- Born: 5 February 1898 Kingston, Jamaica
- Died: 8 July 1918 (aged 20) France
- Allegiance: United Kingdom
- Branch: British Army Royal Air Force
- Service years: 1916–1918
- Rank: Lieutenant
- Unit: British West Indies Regiment No. 13 Squadron RFC No. 24 Squadron RAF
- Awards: Distinguished Flying Cross

= John Daley (RAF officer) =

Lieutenant John Albert Edward Robertson Daley (5 February 1898 – 8 July 1918) was a British World War I flying ace credited with six aerial victories.

Daley was born in Kingston, Jamaica, the son of George E. Daley of New Market, St. Elizabeth, Jamaica, and attended the Potsdam School. He enlisted on 19 January 1916 as a private in the 2nd Jamaica Battalion, British West Indies Regiment, and on 6 March 1916 he was confirmed as a temporary second lieutenant.
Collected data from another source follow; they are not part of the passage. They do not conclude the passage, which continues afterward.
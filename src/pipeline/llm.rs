//! Translation orchestration: windows of concurrent chat-completion calls.
//!
//! Texts are split into consecutive windows of `batch_size`. Requests inside
//! a window run concurrently through the [`ApiClient`]; windows run one after
//! another, so at most `batch_size` requests are in flight per run. Results
//! are matched to inputs by position, never by completion order.
//!
//! ## Failure handling
//!
//! A failed item (timeout, non-2xx status, malformed reply) becomes an inline
//! `"Translation error: …"` string for that item only; siblings in the same
//! window and later windows are unaffected. Only a misconfigured endpoint
//! (empty URL or credential) fails the call, and it does so before any
//! network I/O.

use crate::config::EndpointConfig;
use crate::document::{is_blank, TranslationMap};
use crate::error::{ApiError, ElementError, TranslateError};
use crate::pipeline::client::{ApiClient, CHAT_COMPLETIONS};
use crate::pipeline::postprocess::clean_translation;
use crate::progress::ProgressCallback;
use crate::prompts::{translation_error, translation_instruction};
use serde_json::{json, Value};
use std::collections::HashSet;
use tracing::{debug, info, warn};

/// Default number of concurrent requests per window.
pub const DEFAULT_BATCH_SIZE: usize = 5;

/// Build the chat-completions body for one source text.
pub fn build_request(text: &str, source_lang: &str, target_lang: &str, model: &str) -> Value {
    json!({
        "model": model,
        "messages": [
            {
                "role": "user",
                "content": translation_instruction(text, source_lang, target_lang),
            }
        ]
    })
}

/// Read `choices[0].message.content` from a chat-completions reply.
pub fn extract_content(response: &Value) -> Result<String, ApiError> {
    response
        .get("choices")
        .and_then(|c| c.get(0))
        .and_then(|c| c.get("message"))
        .and_then(|m| m.get("content"))
        .and_then(Value::as_str)
        .map(str::to_string)
        .ok_or_else(|| ApiError::MissingContent {
            detail: "'choices[0].message.content'".to_string(),
        })
}

/// Translates texts for one run through one pooled client.
#[derive(Clone)]
pub struct Translator {
    client: ApiClient,
    model: String,
    source_lang: String,
    target_lang: String,
    batch_size: usize,
    progress: Option<ProgressCallback>,
}

impl Translator {
    /// Fails with [`TranslateError::Configuration`] before any network call
    /// when the endpoint URL or credential is missing.
    pub fn new(
        endpoint: &EndpointConfig,
        source_lang: impl Into<String>,
        target_lang: impl Into<String>,
    ) -> Result<Self, TranslateError> {
        Ok(Self {
            client: ApiClient::new(endpoint)?,
            model: endpoint.model.clone(),
            source_lang: source_lang.into(),
            target_lang: target_lang.into(),
            batch_size: DEFAULT_BATCH_SIZE,
            progress: None,
        })
    }

    pub fn with_batch_size(mut self, n: usize) -> Self {
        self.batch_size = n.max(1);
        self
    }

    pub fn with_progress(mut self, cb: Option<ProgressCallback>) -> Self {
        self.progress = cb;
        self
    }

    /// Translate every text; output `i` corresponds to input `i`.
    ///
    /// Blank inputs are passed through unchanged without a request.
    pub async fn translate_items(&self, texts: &[String]) -> Vec<Result<String, ElementError>> {
        let total_windows = texts.len().div_ceil(self.batch_size);
        info!(
            "Translating {} texts from {} to {} in {} windows",
            texts.len(),
            self.source_lang,
            self.target_lang,
            total_windows
        );

        let mut results = Vec::with_capacity(texts.len());
        for (w, window) in texts.chunks(self.batch_size).enumerate() {
            debug!("Processing window {}/{}", w + 1, total_windows);
            let window_results = self.translate_window(window).await;
            let failed = window_results.iter().filter(|r| r.is_err()).count();
            if let Some(ref cb) = self.progress {
                cb.on_window_complete(w + 1, total_windows, failed);
            }
            results.extend(window_results);
        }
        results
    }

    /// Like [`Self::translate_items`] with failures rendered as placeholders.
    pub async fn translate_batch(&self, texts: &[String]) -> Vec<String> {
        self.translate_items(texts)
            .await
            .into_iter()
            .map(|r| match r {
                Ok(t) => t,
                Err(ElementError::Translation { detail, .. }) => translation_error(detail),
                Err(other) => translation_error(other),
            })
            .collect()
    }

    /// Translate one text. A failure yields the error placeholder.
    pub async fn translate_text(&self, text: &str) -> String {
        let mut out = self.translate_batch(&[text.to_string()]).await;
        out.pop().unwrap_or_default()
    }

    /// Deduplicate `texts`, translate each distinct non-blank string once and
    /// zip sources with results.
    ///
    /// Failed items are kept in the map as their error placeholder so the
    /// document shows a visible trace; each failure is also returned.
    pub async fn build_translation_map(
        &self,
        texts: &[String],
    ) -> (TranslationMap, Vec<ElementError>) {
        let unique = dedup_non_blank(texts);
        if unique.len() < texts.len() {
            debug!(
                "Deduplicated {} texts down to {} distinct strings",
                texts.len(),
                unique.len()
            );
        }

        let results = self.translate_items(&unique).await;
        let mut warnings = Vec::new();
        let pairs: Vec<(String, String)> = unique
            .into_iter()
            .zip(results)
            .map(|(source, result)| {
                let value = match result {
                    Ok(t) => t,
                    Err(e) => {
                        let placeholder = match &e {
                            ElementError::Translation { detail, .. } => translation_error(detail),
                            other => translation_error(other),
                        };
                        warnings.push(e);
                        placeholder
                    }
                };
                (source, value)
            })
            .collect();

        (TranslationMap::from_pairs(pairs), warnings)
    }

    async fn translate_window(&self, window: &[String]) -> Vec<Result<String, ElementError>> {
        let pending: Vec<usize> = (0..window.len())
            .filter(|&i| !is_blank(&window[i]))
            .collect();
        let payloads: Vec<Value> = pending
            .iter()
            .map(|&i| build_request(&window[i], &self.source_lang, &self.target_lang, &self.model))
            .collect();

        let mut responses = self
            .client
            .post_batch(CHAT_COMPLETIONS, &payloads)
            .await
            .into_iter();

        let mut out = Vec::with_capacity(window.len());
        for (i, text) in window.iter().enumerate() {
            if !pending.contains(&i) {
                out.push(Ok(text.clone()));
                continue;
            }
            let result = match responses.next() {
                Some(Ok(body)) => extract_content(&body),
                Some(Err(e)) => Err(e),
                None => Err(ApiError::MissingContent {
                    detail: "no response for request".to_string(),
                }),
            };
            out.push(match result {
                Ok(content) => Ok(clean_translation(text, &content)),
                Err(e) => {
                    warn!("Translation failed for {:?}: {}", preview(text), e);
                    Err(ElementError::Translation {
                        text: text.clone(),
                        detail: e.to_string(),
                    })
                }
            });
        }
        out
    }
}

/// Translate `texts` in windows of `batch_size` against `endpoint`.
///
/// Output has the same length and order as `texts`; failed items hold an
/// error placeholder. Errors only on endpoint misconfiguration.
pub async fn translate_batch(
    texts: &[String],
    source_lang: &str,
    target_lang: &str,
    endpoint: &EndpointConfig,
    batch_size: usize,
) -> Result<Vec<String>, TranslateError> {
    let translator =
        Translator::new(endpoint, source_lang, target_lang)?.with_batch_size(batch_size);
    Ok(translator.translate_batch(texts).await)
}

/// Translate a single text against `endpoint`.
pub async fn translate_text(
    text: &str,
    source_lang: &str,
    target_lang: &str,
    endpoint: &EndpointConfig,
) -> Result<String, TranslateError> {
    let translator = Translator::new(endpoint, source_lang, target_lang)?;
    Ok(translator.translate_text(text).await)
}

/// Distinct non-blank strings in first-seen order; exact byte equality.
fn dedup_non_blank(texts: &[String]) -> Vec<String> {
    let mut seen = HashSet::new();
    texts
        .iter()
        .filter(|t| !is_blank(t) && seen.insert(t.as_str()))
        .cloned()
        .collect()
}

fn preview(text: &str) -> String {
    text.chars().take(40).collect()
}
#[cfg(test)]
mod tests {
    use super::*;
    use crate::pipeline::compress::compress_pdf_with;
    use crate::pipeline::extract::RawDocument;
    use lopdf::{dictionary, Document, Object, Stream};
    use std::path::PathBuf;

    fn config() -> TranslationConfig {
        TranslationConfig::builder()
            .target_lang("French")
            .build()
            .unwrap()
    }

    fn never_called() -> Arc<dyn StructureExtractor> {
        Arc::new(|_: &Path| -> Result<RawDocument, TranslateError> {
            panic!("extractor must not run")
        })
    }

    /// A one-page PDF with no text, saved to bytes.
    fn blank_pdf() -> Vec<u8> {
        let mut doc = Document::with_version("1.5");
        let pages_id = doc.new_object_id();
        let content_id = doc.add_object(Stream::new(dictionary! {}, b"0 0 m 10 10 l S".to_vec()));
        let page_id = doc.add_object(dictionary! {
            "Type" => "Page",
            "Parent" => pages_id,
            "Contents" => content_id,
        });
        doc.objects.insert(
            pages_id,
            Object::Dictionary(dictionary! {
                "Type" => "Pages",
                "Kids" => vec![page_id.into()],
                "Count" => 1,
                "MediaBox" => vec![0.into(), 0.into(), 600.into(), 800.into()],
            }),
        );
        let catalog_id = doc.add_object(dictionary! {
            "Type" => "Catalog",
            "Pages" => pages_id,
        });
        doc.trailer.set("Root", catalog_id);
        let mut bytes = Vec::new();
        doc.save_to(&mut bytes).unwrap();
        bytes
    }

    /// An engine reporting one page and no text, so no request is sent.
    fn empty_layout() -> Arc<dyn StructureExtractor> {
        Arc::new(|_: &Path| {
            RawDocument::from_json(r#"{"pages": {"1": {"size": {"width": 600, "height": 800}}}}"#)
        })
    }

    fn unreachable_endpoint() -> EndpointConfig {
        EndpointConfig::new("http://127.0.0.1:9", "k", "m")
    }

    #[tokio::test]
    async fn failing_compression_batches_still_return_the_document() {
        let output = run(
            &blank_pdf(),
            &config(),
            &unreachable_endpoint(),
            empty_layout(),
            |pdf: &[u8], batch: usize, _quality: u8| {
                compress_pdf_with(pdf, batch, |_, _| Err("encoder unavailable".to_string()))
            },
        )
        .await
        .unwrap();

        let doc = Document::load_mem(&output.pdf).unwrap();
        assert_eq!(doc.get_pages().len(), 1);
        assert_eq!(output.stats.compressed_images, 0);
        assert_eq!(
            output.warnings,
            vec![ElementError::Compression {
                batch: 1,
                detail: "encoder unavailable".into(),
            }]
        );
    }

    #[tokio::test]
    async fn panicking_compression_is_skipped() {
        let output = run(
            &blank_pdf(),
            &config(),
            &unreachable_endpoint(),
            empty_layout(),
            |_: &[u8], _: usize, _: u8| -> Compression { panic!("encoder crashed") },
        )
        .await
        .unwrap();

        assert!(Document::load_mem(&output.pdf).is_ok());
        assert!(matches!(
            output.warnings.as_slice(),
            [ElementError::CompressionSkipped { .. }]
        ));
    }

    #[tokio::test]
    async fn unreadable_font_path_is_a_configuration_error() {
        let config = TranslationConfig::builder()
            .target_lang("Thai")
            .font_path("/nonexistent/NotoSansThai-Regular.ttf")
            .build()
            .unwrap();
        let err = translate_pdf(&blank_pdf(), &config, &unreachable_endpoint(), never_called())
            .await
            .unwrap_err();
        assert!(matches!(err, TranslateError::Configuration(_)), "got: {err}");
    }

    #[tokio::test]
    async fn invalid_bytes_fail_validation_first() {
        let endpoint = EndpointConfig::new("", "", "m");
        let err = translate_pdf(b"not a pdf", &config(), &endpoint, never_called())
            .await
            .unwrap_err();
        assert!(matches!(err, TranslateError::Validation { .. }));
    }

    #[tokio::test]
    async fn missing_input_file_is_io_error() {
        let endpoint = EndpointConfig::new("http://127.0.0.1:9", "k", "m");
        let err = translate_pdf_file(
            PathBuf::from("/nonexistent/input.pdf"),
            PathBuf::from("/tmp/out.pdf"),
            &config(),
            &endpoint,
            never_called(),
        )
        .await
        .unwrap_err();
        assert!(matches!(err, TranslateError::Io { .. }));
    }
}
The same day he was one of 25 officers and 1,115 other ranks of the Third Jamaica Contingent who embarked on at Kingston. Due to enemy submarine activity Verdala was routed to England via Halifax, Nova Scotia. En route she ran into a blizzard. Verdala was not properly heated and the soldiers had not been issued with enough warm clothing, causing 600 cases of exposure and frostbite, and five deaths. On arrival at Halifax 106 men were hospitalized.

On 6 April 1917 Daley was appointed a flying officer (observer) in the Royal Flying Corps, with seniority from 27 December 1916, serving in No. 13 Squadron. On 27 December 1917 he was appointed a flying officer, serving in No. 24 Squadron, flying a S.E.5a. Between March and July 1918 he shot down five aircraft and a kite balloon, but was killed in action only a week after his final victory.

==Awards==
His award of the Distinguished Flying Cross was gazetted a month after his death.

T./Lt. John Albert Edward Robertson Daley (formerly British West Indies Regiment.)
This officer has destroyed five enemy aeroplanes and two kite balloons, displaying marked skill and daring in these several actions, and also in attacking troops close to the ground.